**Exercise objective**. Select, from the data, each line where "None" occurs.

_ _ _ _

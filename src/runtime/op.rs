//! Graph operation tags

/// Operation that produces a tensor. `None` marks leafs: inputs and constants.
#[derive(Debug, Clone, Copy, PartialEq)]
pub enum Op {
    None,
    /// Contiguous copy, element type preserved
    Cont,
    /// Swap axes 0 and 1 (view)
    Transpose,
    /// Axis `i` of the source becomes axis `axes[i]` of the result (view)
    Permute([usize; 4]),
    /// `r[i0,i1] = Σ_k a[k,i0] · b[k,i1]`, broadcast over axes 2 and 3
    MulMat,
    /// Row softmax of `x · scale + mask`
    SoftMax { scale: f32 },
    /// Fused `softmax(q·kᵀ · scale + mask) · v`
    FlashAttnExt { scale: f32 },
}

impl Op {
    /// Upper-case descriptor used in diagnostics
    pub const fn name(&self) -> &'static str {
        match self {
            Op::None => "NONE",
            Op::Cont => "CONT",
            Op::Transpose => "TRANSPOSE",
            Op::Permute(_) => "PERMUTE",
            Op::MulMat => "MUL_MAT",
            Op::SoftMax { .. } => "SOFT_MAX",
            Op::FlashAttnExt { .. } => "FLASH_ATTN_EXT",
        }
    }

    /// Views share their source's storage and compute nothing
    pub const fn is_view(&self) -> bool {
        matches!(self, Op::Transpose | Op::Permute(_))
    }

    pub const fn is_leaf(&self) -> bool {
        matches!(self, Op::None)
    }
}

_ _ _ _

**Your response**.
/// Operation that produces a tensor. `None` marks leafs: inputs and constants.
    None,
            Op::None => "NONE",
        matches!(self, Op::None)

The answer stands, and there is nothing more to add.